All This Piling On Susan Collins Is Kinda Sexist

The Maine senator is taking much of the flak for a vote that 45 men also cast.
Sen. Susan Collins (R-Maine) talks with reporters as she leaves the floor of the Senate, Oct. 5, 2018.
Sen. Susan Collins (R-Maine) talks with reporters as she leaves the floor of the Senate, Oct. 5, 2018.
Yuri Gripas / Reuters

Sen. Susan Collins (R-Maine) certainly deserves criticism for her 11th-hour decision to support Brett Kavanaugh’s nomination to the Supreme Court. But the outrage over one woman’s vote is now veering into sexist territory.

Kavanaugh has been accused of sexual misconduct by three women. He broke down in a public, partisan temper tantrum and repeatedly lied to and misled the Senate. Collins, who is known as a moderate, was said to be troubled by the spectacle. She was publicly undecided until the end, joining 49 other senators on Saturday, including five women, to vote for the nominee. In the following days, she said some regrettable things about “believing women” that don’t particularly make sense in light of her decision.

Progressives trashed Collins for all this. She was labeled “fraudulent and “a betrayer of women.” She and the other four women who voted for Kavanaugh were essentially called gender traitors in a ”Weekend Update” segment on “Saturday Night Live.” The fact that she announced her decision in a 45-minute speech was viewed by some as a shameful grab for attention.

It’s all a bit over the top.

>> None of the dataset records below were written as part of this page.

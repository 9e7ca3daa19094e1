//! Toolstrap CLI - CI entry point for the bootstrap installer.
//!
//! Thin glue around `toolstrap-installer`: parses inputs, sets up logging,
//! runs the install and hands the result to the CI runner.

pub mod ci;
pub mod cli;
pub mod logging;
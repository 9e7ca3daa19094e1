//! Install target path resolution.
//!
//! The installer never writes the final binary itself; the bootstrap binary's
//! self-update does. These paths are computed so the result can be reported
//! and exported to later CI steps.
//!
//! Resolution order:
//! - `TOOL_ROOT`: install root override, any OS
//! - Windows: `%LOCALAPPDATA%\tool`
//! - Linux/macOS: `$XDG_DATA_HOME/tool`, else `~/.local/share/tool`
//!
//! The binary lives in `bin/` under the install root.

use std::path::{Path, PathBuf};

use crate::TOOL_NAME;
use crate::error::{InstallError, InstallResult};
use crate::platform::Os;

/// Install root override.
pub const ROOT_ENV: &str = "TOOL_ROOT";

/// Data-home override on Unix-like systems.
pub const DATA_HOME_ENV: &str = "XDG_DATA_HOME";

/// Per-user local application data on Windows.
pub const LOCAL_APP_DATA_ENV: &str = "LOCALAPPDATA";

/// Snapshot of the environment values that decide the install path.
#[derive(Debug, Clone, Default, PartialEq, Eq)]
pub struct InstallEnv {
    /// `TOOL_ROOT`
    pub root: Option<PathBuf>,
    /// `XDG_DATA_HOME`
    pub data_home: Option<PathBuf>,
    /// `LOCALAPPDATA`
    pub local_app_data: Option<PathBuf>,
    /// User home directory
    pub home: Option<PathBuf>,
}

impl InstallEnv {
    /// Capture the current process environment.
    ///
    /// Empty variables count as unset. A relative `TOOL_ROOT` is resolved
    /// against the current directory.
    pub fn from_process() -> Self {
        let root = env_path(ROOT_ENV).map(|root| {
            if root.is_relative() {
                match std::env::current_dir() {
                    Ok(cwd) => cwd.join(root),
                    Err(_) => root,
                }
            } else {
                root
            }
        });

        Self {
            root,
            data_home: env_path(DATA_HOME_ENV),
            local_app_data: env_path(LOCAL_APP_DATA_ENV),
            home: dirs::home_dir(),
        }
    }

    /// Directory the tool installs itself under.
    pub fn install_root(&self, os: Os, tool: &str) -> InstallResult<PathBuf> {
        if let Some(root) = &self.root {
            return Ok(root.clone());
        }

        let base = match os {
            Os::Windows => self
                .local_app_data
                .clone()
                .or_else(|| self.home.as_ref().map(|h| h.join("AppData").join("Local"))),
            Os::Darwin | Os::Linux => self
                .data_home
                .clone()
                .or_else(|| self.home.as_ref().map(|h| h.join(".local").join("share"))),
        };

        base.map(|b| b.join(tool))
            .ok_or_else(|| InstallError::InstallPathUnavailable {
                os: os.to_string(),
            })
    }

    /// Full path of the installed executable.
    pub fn install_path(&self, os: Os, tool: &str) -> InstallResult<PathBuf> {
        Ok(self
            .install_root(os, tool)?
            .join("bin")
            .join(os.executable_name(tool)))
    }
}

fn env_path(name: &str) -> Option<PathBuf> {
    std::env::var_os(name)
        .filter(|v| !v.is_empty())
        .map(PathBuf::from)
}

/// Where the tool will live after an install on `os`.
///
/// Reads the process environment but performs no filesystem I/O.
pub fn resolve_install_path(os: &str) -> InstallResult<PathBuf> {
    let os = Os::parse(os)?;
    InstallEnv::from_process().install_path(os, TOOL_NAME)
}

/// Directory to put on `PATH` for an installed executable.
pub fn bin_dir(install_path: &Path) -> Option<&Path> {
    install_path.parent()
}
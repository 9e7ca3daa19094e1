//! HTTP client factory for release downloads.

use reqwest::Client;

use crate::config::InstallerConfig;
use crate::error::{InstallError, InstallResult};

/// User-Agent string for all HTTP requests
pub const USER_AGENT: &str = concat!("toolstrap/", env!("CARGO_PKG_VERSION"));

/// Creates an HTTP client for artifact downloads.
///
/// The overall timeout bounds the whole transfer, so a stalled release host
/// cannot hang a CI job indefinitely.
pub fn create_download_client(config: &InstallerConfig) -> InstallResult<Client> {
    create_client_builder(config)
        .build()
        .map_err(|e| InstallError::HttpClient {
            message: e.to_string(),
        })
}

/// Creates an HTTP client builder with the standard configuration.
pub fn create_client_builder(config: &InstallerConfig) -> reqwest::ClientBuilder {
    Client::builder()
        .user_agent(USER_AGENT)
        .timeout(config.download_timeout())
        .connect_timeout(config.connect_timeout())
        .tcp_nodelay(true)
        .redirect(reqwest::redirect::Policy::limited(10))
}
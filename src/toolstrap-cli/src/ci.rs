//! CI runner integration: path export, step outputs and log groups.
//!
//! Uses the GitHub Actions workflow-command conventions, which several other
//! CI systems also understand.

use std::fs::OpenOptions;
use std::io::Write;
use std::path::Path;

use anyhow::{Context, Result, bail};

/// Append `dir` to the runner's path file so later steps can run the tool.
pub fn export_path(path_file: &Path, dir: &Path) -> Result<()> {
    let dir = dir.to_str().context("install directory is not valid UTF-8")?;
    append_line(path_file, dir)
}

/// Append `name=value` to the runner's step outputs file.
pub fn set_output(output_file: &Path, name: &str, value: &str) -> Result<()> {
    if value.contains('\n') || value.contains('\r') {
        bail!("output {name} must be a single line");
    }
    append_line(output_file, &format!("{name}={value}"))
}

fn append_line(file: &Path, line: &str) -> Result<()> {
    let mut f = OpenOptions::new()
        .create(true)
        .append(true)
        .open(file)
        .with_context(|| format!("Failed to open {}", file.display()))?;
    writeln!(f, "{line}").with_context(|| format!("Failed to write {}", file.display()))
}

/// Collapsible log group; closed when dropped.
pub struct LogGroup {
    enabled: bool,
}

impl LogGroup {
    pub fn start(title: &str, enabled: bool) -> Self {
        if enabled {
            println!("::group::{title}");
        }
        Self { enabled }
    }
}

impl Drop for LogGroup {
    fn drop(&mut self) {
        if self.enabled {
            println!("::endgroup::");
        }
    }
}
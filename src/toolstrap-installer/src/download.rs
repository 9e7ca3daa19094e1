//! Streaming artifact download.

use std::path::Path;

use futures::StreamExt;
use reqwest::Client;
use tokio::io::AsyncWriteExt;

use crate::error::{InstallError, InstallResult};

/// Progress information during download.
#[derive(Debug, Clone, Copy)]
pub struct DownloadProgress {
    /// Bytes downloaded so far
    pub downloaded: u64,
    /// Total bytes to download, if the server sent a length
    pub total: Option<u64>,
}

impl DownloadProgress {
    /// Get download progress as a percentage (0-100).
    pub fn percentage(&self) -> Option<f32> {
        match self.total {
            Some(0) | None => None,
            Some(total) => Some((self.downloaded as f32 / total as f32) * 100.0),
        }
    }

    /// Get human-readable downloaded size.
    pub fn downloaded_human(&self) -> String {
        format_bytes(self.downloaded)
    }
}

/// Format bytes as human-readable string.
pub(crate) fn format_bytes(bytes: u64) -> String {
    const KB: u64 = 1024;
    const MB: u64 = KB * 1024;
    const GB: u64 = MB * 1024;

    if bytes >= GB {
        format!("{:.1} GB", bytes as f64 / GB as f64)
    } else if bytes >= MB {
        format!("{:.1} MB", bytes as f64 / MB as f64)
    } else if bytes >= KB {
        format!("{:.1} KB", bytes as f64 / KB as f64)
    } else {
        format!("{} B", bytes)
    }
}

/// Stream `url` into a new file at `dest`.
///
/// The destination must not exist; it is created exclusively so a file
/// planted in the workspace is never reused.
pub async fn fetch(client: &Client, url: &str, dest: &Path) -> InstallResult<u64> {
    tracing::debug!(%url, dest = %dest.display(), "Downloading artifact");

    let response = client
        .get(url)
        .send()
        .await
        .map_err(|e| InstallError::DownloadFailed {
            url: url.to_string(),
            message: e.to_string(),
        })?;

    let status = response.status();
    if !status.is_success() {
        return Err(InstallError::DownloadStatus {
            url: url.to_string(),
            status: status.as_u16(),
        });
    }

    let total = response.content_length();
    let mut progress = DownloadProgress {
        downloaded: 0,
        total,
    };
    let mut next_report = 10.0_f32;

    let mut file = tokio::fs::OpenOptions::new()
        .write(true)
        .create_new(true)
        .open(dest)
        .await?;
    let mut stream = response.bytes_stream();

    while let Some(chunk_result) = stream.next().await {
        let chunk = chunk_result.map_err(|e| InstallError::DownloadFailed {
            url: url.to_string(),
            message: e.to_string(),
        })?;

        file.write_all(&chunk).await?;
        progress.downloaded += chunk.len() as u64;

        if let Some(pct) = progress.percentage()
            && pct >= next_report
        {
            tracing::debug!("Downloaded {} ({:.0}%)", progress.downloaded_human(), pct);
            next_report = (pct / 10.0).floor() * 10.0 + 10.0;
        }
    }

    file.flush().await?;
    file.sync_all().await?;

    if let Some(expected) = total
        && expected != progress.downloaded
    {
        return Err(InstallError::DownloadFailed {
            url: url.to_string(),
            message: format!(
                "truncated body: expected {} bytes, got {}",
                expected, progress.downloaded
            ),
        });
    }

    tracing::debug!("Downloaded {} from {}", progress.downloaded_human(), url);
    Ok(progress.downloaded)
}

#[cfg(test)]
mod tests {
    use super::*;
    use crate::config::InstallerConfig;
    use crate::error::ErrorKind;
    use crate::http_client::create_download_client;
    use wiremock::matchers::{method, path};
    use wiremock::{Mock, MockServer, ResponseTemplate};

    #[test]
    fn test_format_bytes() {
        assert_eq!(format_bytes(500), "500 B");
        assert_eq!(format_bytes(1024), "1.0 KB");
        assert_eq!(format_bytes(1536), "1.5 KB");
        assert_eq!(format_bytes(1048576), "1.0 MB");
        assert_eq!(format_bytes(1073741824), "1.0 GB");
    }

    #[test]
    fn test_download_progress() {
        let progress = DownloadProgress {
            downloaded: 50_000_000,
            total: Some(100_000_000),
        };
        assert!((progress.percentage().unwrap() - 50.0).abs() < 0.01);
        assert_eq!(progress.downloaded_human(), "47.7 MB");

        let unknown = DownloadProgress {
            downloaded: 10,
            total: None,
        };
        assert!(unknown.percentage().is_none());
    }

    #[tokio::test]
    async fn test_fetch_writes_body() {
        let server = MockServer::start().await;
        Mock::given(method("GET"))
            .and(path("/v1/tool.tar.gz"))
            .respond_with(ResponseTemplate::new(200).set_body_bytes(b"archive bytes".to_vec()))
            .mount(&server)
            .await;

        let dir = tempfile::tempdir().unwrap();
        let dest = dir.path().join("tool.tar.gz");
        let client = create_download_client(&InstallerConfig::default()).unwrap();

        let written = fetch(&client, &format!("{}/v1/tool.tar.gz", server.uri()), &dest)
            .await
            .unwrap();

        assert_eq!(written, 13);
        assert_eq!(std::fs::read(&dest).unwrap(), b"archive bytes");
    }

    #[tokio::test]
    async fn test_fetch_http_error() {
        let server = MockServer::start().await;
        Mock::given(method("GET"))
            .respond_with(ResponseTemplate::new(404))
            .mount(&server)
            .await;

        let dir = tempfile::tempdir().unwrap();
        let dest = dir.path().join("tool.tar.gz");
        let client = create_download_client(&InstallerConfig::default()).unwrap();

        let err = fetch(&client, &format!("{}/missing", server.uri()), &dest)
            .await
            .unwrap_err();

        assert!(matches!(err, InstallError::DownloadStatus { status: 404, .. }));
        assert_eq!(err.kind(), ErrorKind::DownloadFailed);
        assert!(!dest.exists());
    }

    #[tokio::test]
    async fn test_fetch_refuses_existing_file() {
        let server = MockServer::start().await;
        Mock::given(method("GET"))
            .respond_with(ResponseTemplate::new(200).set_body_bytes(b"new".to_vec()))
            .mount(&server)
            .await;

        let dir = tempfile::tempdir().unwrap();
        let dest = dir.path().join("tool.tar.gz");
        std::fs::write(&dest, b"planted").unwrap();
        let client = create_download_client(&InstallerConfig::default()).unwrap();

        let err = fetch(&client, &server.uri(), &dest).await.unwrap_err();
        assert!(matches!(err, InstallError::Io(_)));
        assert_eq!(std::fs::read(&dest).unwrap(), b"planted");
    }
}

Collins was one of 50 senators who voted for Kavanaugh. There were 45 men who had no problem putting an accused sexual assailant on the bench.

Collins is a woman, though, and one with a centrist reputation. The expectations she faced were of a different caliber. No one believed for a second that men in the GOP would empathize with women who’ve been sexually assaulted, or that they’d even take a woman seriously over the bluster of a white man who went to Yale.

But why are Republican men held to such a low standard? Seeing women as human beings shouldn’t be something we only expect women to do.

“In expecting Collins to somehow get women’s plight, we’re reinforcing the idea that women are the ones that can better recognize the trauma of sexual assault,” said Nikki Usher, a media professor at the University of Illinois. “That reinforces sexual assault and sexual harassment as ‘women’s issues’ that men cannot fully understand, which seems to me to be the opposite of what we’d want to have happen here.”

The sexism goes deeper still. Researchers have found that women are judged more harshly for making decisions than men ― particularly when the women are leaders in a male-dominated field. (Eighty percent of senators are men.)

Think, for example, of how Hillary Clinton was judged for deciding to use a private email server, versus how Donald Trump’s been judged for, well, a lot of things.

“When a man faces a hard decision, he only has to think and focus on making a judgment,” said Therese Huston, the author of How Women Decide, in an interview with Harvard Business Review. “But when a woman faces a similar hard decision, she, especially in business, has to think about both making a judgment, and she also has to navigate being judged.”

If a woman takes her time and deliberates before coming to a conclusion, she’s viewed as indecisive and “dithering,” Huston said. When a man takes his time, he’s seen as strategic.

Women are also expected to make “collaborative” decisions. When they do things, it can’t just be to their advantage; they’re expected to make decisions that serve the greater good.

In the case of Kavanaugh, you can see how Collins was in a bind. Was she supposed to act collaboratively within her party? The pressure was obviously extremely high to go along with the boys. Or was she supposed to act collaboratively with her gender? She had four other Republican women senators voting for Kavanaugh to turn to.

Sen. Joe Manchin (D-W.Va.) hid behind Collins, waiting until after she made her decision to publicly say he would vote in favor of Kavanaugh. He hasn’t been as widely criticized.

“I’d like to see Manchin start to get some serious questioning to the same degree,” Usher said. “How funny would it be if we said, Joe, you’ve got a wife and daughters, shouldn’t you understand this?”